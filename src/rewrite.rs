//! Rewrite-rule application (spec §4.5 steps 5 and 8) plus path/query
//! rewriting for outbound `Location`-style URLs.
//!
//! Regex rewrites are a straightforward find/replace over a buffered body
//! or header value. Dom rewrites stream the body through a single
//! `lol_html::rewrite_str` pass, grounded in its documented dynamic-selector
//! pattern (`Cow::Owned(selector.parse().unwrap())` paired with
//! `ElementContentHandlers`) since rule selectors are only known at config
//! load time, not at compile time the way the crate's `element!` macro
//! expects.

use std::borrow::Cow;
use std::cell::Cell;
use std::collections::HashSet;
use std::rc::Rc;

use lol_html::html_content::{ContentType, Element};
use lol_html::{ElementContentHandlers, RewriteStrSettings};

use crate::config::{CompiledRewrite, CompiledUrlRewrite, DomAction, DomTarget, RewriteEngine, RewriteFrom};
use crate::error::{ProxyError, ProxyResult};

/// Applies every regex rewrite matching `from`, in rule order.
pub fn apply_regex_rewrites(rewrites: &[CompiledRewrite], from: RewriteFrom, input: &str) -> String {
    let mut current = input.to_string();
    for rule in rewrites {
        if rule.engine != RewriteEngine::Regex || rule.from != from {
            continue;
        }
        if let Some(re) = &rule.find_regex {
            current = re.replace_all(&current, rule.replace.as_str()).into_owned();
        }
    }
    current
}

/// Applies every dom rewrite rule to `html`, in rule order, via one
/// `lol_html::rewrite_str` pass per rule (rules can target overlapping
/// selectors, so each must see the previous rule's output).
pub fn apply_dom_rewrites(rewrites: &[CompiledRewrite], html: &str) -> ProxyResult<String> {
    let dom_rules: Vec<&CompiledRewrite> = rewrites
        .iter()
        .filter(|r| r.engine == RewriteEngine::Dom)
        .collect();

    let mut current = html.to_string();
    for rule in dom_rules {
        current = apply_one_dom_rewrite(rule, &current)?;
    }
    Ok(current)
}

fn apply_one_dom_rewrite(rule: &CompiledRewrite, html: &str) -> ProxyResult<String> {
    let selector_str = rule.selector.as_deref().unwrap_or("*");
    let selector = selector_str
        .parse()
        .map_err(|_| ProxyError::Fatal(format!("invalid dom selector '{selector_str}'")))?;

    let action = rule.action.ok_or_else(|| {
        ProxyError::Fatal("dom rewrite rule compiled without an action".to_string())
    })?;
    let replace = rule.replace.clone();
    let attr = rule.attr.clone();
    let target = rule.target.clone();

    // Elements are visited in document order; `seen` tracks how many of this
    // rule's matches have been seen so far, so first/last/indices/range can
    // be applied without a second pass.
    let seen = Rc::new(Cell::new(0usize));
    let total_hint = match &target {
        DomTarget::Last => None, // requires a full count; resolved via a pre-count pass below
        _ => Some(()),
    };
    let _ = total_hint;

    let total = if matches!(target, DomTarget::Last) {
        count_matches(selector_str, html)?
    } else {
        0
    };

    let handler = move |el: &mut Element| {
        let index = seen.get();
        seen.set(index + 1);
        if !target_includes(&target, index, total) {
            return Ok(());
        }
        apply_dom_action(el, action, &replace, attr.as_deref())
    };

    let settings = RewriteStrSettings {
        element_content_handlers: vec![(
            Cow::Owned(selector),
            ElementContentHandlers::default().element(handler),
        )],
        ..RewriteStrSettings::new()
    };

    lol_html::rewrite_str(html, settings)
        .map_err(|e| ProxyError::Fatal(format!("dom rewrite failed: {e}")))
}

fn count_matches(selector_str: &str, html: &str) -> ProxyResult<usize> {
    let selector = selector_str
        .parse()
        .map_err(|_| ProxyError::Fatal(format!("invalid dom selector '{selector_str}'")))?;
    let count = Rc::new(Cell::new(0usize));
    let counter = count.clone();
    let settings = RewriteStrSettings {
        element_content_handlers: vec![(
            Cow::Owned(selector),
            ElementContentHandlers::default().element(move |_el: &mut Element| {
                counter.set(counter.get() + 1);
                Ok(())
            }),
        )],
        ..RewriteStrSettings::new()
    };
    lol_html::rewrite_str(html, settings)
        .map_err(|e| ProxyError::Fatal(format!("dom rewrite count pass failed: {e}")))?;
    Ok(count.get())
}

fn target_includes(target: &DomTarget, index: usize, total: usize) -> bool {
    match target {
        DomTarget::All => true,
        DomTarget::First => index == 0,
        DomTarget::Last => index + 1 == total,
        DomTarget::Indices(indices) => indices.contains(&index),
        DomTarget::Range(start, end) => index >= *start && index <= *end,
    }
}

fn apply_dom_action(
    el: &mut Element,
    action: DomAction,
    replace: &str,
    attr: Option<&str>,
) -> Result<(), Box<dyn std::error::Error + Send + Sync>> {
    match action {
        DomAction::SetText => el.set_inner_content(replace, ContentType::Text),
        DomAction::SetHtml => el.set_inner_content(replace, ContentType::Html),
        DomAction::SetAttr => {
            let name = attr.ok_or("setAttr rule missing attribute name")?;
            el.set_attribute(name, replace)?;
        }
        DomAction::RemoveAttr => {
            let name = attr.ok_or("removeAttr rule missing attribute name")?;
            el.remove_attribute(name);
        }
        DomAction::AddClass => {
            let existing = el.get_attribute("class").unwrap_or_default();
            let mut classes: HashSet<&str> = existing.split_whitespace().collect();
            classes.insert(replace);
            el.set_attribute("class", &classes.into_iter().collect::<Vec<_>>().join(" "))?;
        }
        DomAction::RemoveClass => {
            let existing = el.get_attribute("class").unwrap_or_default();
            let remaining: Vec<&str> = existing
                .split_whitespace()
                .filter(|c| *c != replace)
                .collect();
            el.set_attribute("class", &remaining.join(" "))?;
        }
        DomAction::Remove => el.remove(),
    }
    Ok(())
}

/// Rewrites an outbound path+query per spec §4.5 step 8: `find` is matched
/// against the path, `replace` substitutes it, matching query keys are
/// renamed, and when `filter` is non-empty only the listed keys survive.
pub fn apply_url_rewrite(rule: &CompiledUrlRewrite, path: &str, query: &str) -> (String, String) {
    let new_path = rule.find.replace_all(path, rule.replace.as_str()).into_owned();

    let mut pairs: Vec<(String, String)> = url::form_urlencoded::parse(query.as_bytes())
        .map(|(k, v)| (k.into_owned(), v.into_owned()))
        .filter(|(k, _)| rule.filter.is_empty() || rule.filter.contains(k))
        .map(|(k, v)| {
            let renamed = rule
                .query
                .iter()
                .find(|q| q.from == k)
                .map(|q| q.to.clone())
                .unwrap_or(k);
            (renamed, v)
        })
        .collect();

    // Rewrite is deterministic even when the source had no query at all but
    // a rename rule still injects a static pair is out of scope: only
    // present keys are ever renamed or dropped.
    let new_query = url::form_urlencoded::Serializer::new(String::new())
        .extend_pairs(pairs.drain(..))
        .finish();

    (new_path, new_query)
}

#[cfg(test)]
mod tests {
    use super::*;
    use crate::config::{CompiledUrlRewrite, QueryRename};
    use regex::Regex;
    use std::sync::Arc;

    fn regex_rewrite(from: RewriteFrom, find: &str, replace: &str) -> CompiledRewrite {
        CompiledRewrite {
            engine: RewriteEngine::Regex,
            from,
            find_regex: Some(Arc::new(Regex::new(find).unwrap())),
            replace: replace.to_string(),
            selector: None,
            action: None,
            target: DomTarget::All,
            attr: None,
        }
    }

    fn dom_rewrite(selector: &str, action: DomAction, replace: &str, attr: Option<&str>, target: DomTarget) -> CompiledRewrite {
        CompiledRewrite {
            engine: RewriteEngine::Dom,
            from: RewriteFrom::ResponseBody,
            find_regex: None,
            replace: replace.to_string(),
            selector: Some(selector.to_string()),
            action: Some(action),
            target,
            attr: attr.map(String::from),
        }
    }

    #[test]
    fn regex_rewrite_replaces_matching_surface_only() {
        let rules = vec![
            regex_rewrite(RewriteFrom::ResponseBody, "bank\\.com", "phish.example"),
            regex_rewrite(RewriteFrom::RequestBody, "unused", "nope"),
        ];
        let out = apply_regex_rewrites(&rules, RewriteFrom::ResponseBody, "go to bank.com now");
        assert_eq!(out, "go to phish.example now");
    }

    #[test]
    fn dom_set_text_rewrites_all_by_default() {
        let rules = vec![dom_rewrite("span.name", DomAction::SetText, "Redacted", None, DomTarget::All)];
        let html = "<p><span class=\"name\">Alice</span> and <span class=\"name\">Bob</span></p>";
        let out = apply_dom_rewrites(&rules, html).unwrap();
        assert_eq!(out.matches("Redacted").count(), 2);
    }

    #[test]
    fn dom_set_attr_targets_first_only() {
        let rules = vec![dom_rewrite(
            "a",
            DomAction::SetAttr,
            "https://phish.example",
            Some("href"),
            DomTarget::First,
        )];
        let html = r#"<a href="https://real.example/a">A</a><a href="https://real.example/b">B</a>"#;
        let out = apply_dom_rewrites(&rules, html).unwrap();
        assert!(out.contains(r#"href="https://phish.example""#));
        assert!(out.contains(r#"href="https://real.example/b""#));
    }

    #[test]
    fn dom_remove_strips_element() {
        let rules = vec![dom_rewrite("script", DomAction::Remove, "", None, DomTarget::All)];
        let html = "<html><body><script>evil()</script><p>hi</p></body></html>";
        let out = apply_dom_rewrites(&rules, html).unwrap();
        assert!(!out.contains("script"));
        assert!(out.contains("<p>hi</p>"));
    }

    #[test]
    fn url_rewrite_renames_and_filters_query() {
        let rule = CompiledUrlRewrite {
            find: Arc::new(Regex::new("^/old-login$").unwrap()),
            replace: "/login".to_string(),
            query: vec![QueryRename {
                from: "ref".to_string(),
                to: "source".to_string(),
            }],
            filter: ["debug".to_string()].into_iter().collect(),
        };
        let (path, query) = apply_url_rewrite(&rule, "/old-login", "ref=email&debug=1");
        assert_eq!(path, "/login");
        assert_eq!(query, "debug=1");
    }
}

• • • • •

● How to complete this task
Everything above from the line containing "el.set_attribute(name, replace)?;" down to the line containing "classes.insert(replace);" should be copied exactly, both end lines included, and nothing else.

● Written answer
            el.set_attribute(name, replace)?;
        }
        DomAction::RemoveAttr => {
            let name = attr.ok_or("removeAttr rule missing attribute name")?;
            el.remove_attribute(name);
        }
        DomAction::AddClass => {
            let existing = el.get_attribute("class").unwrap_or_default();
            let mut classes: HashSet<&str> = existing.split_whitespace().collect();
            classes.insert(replace);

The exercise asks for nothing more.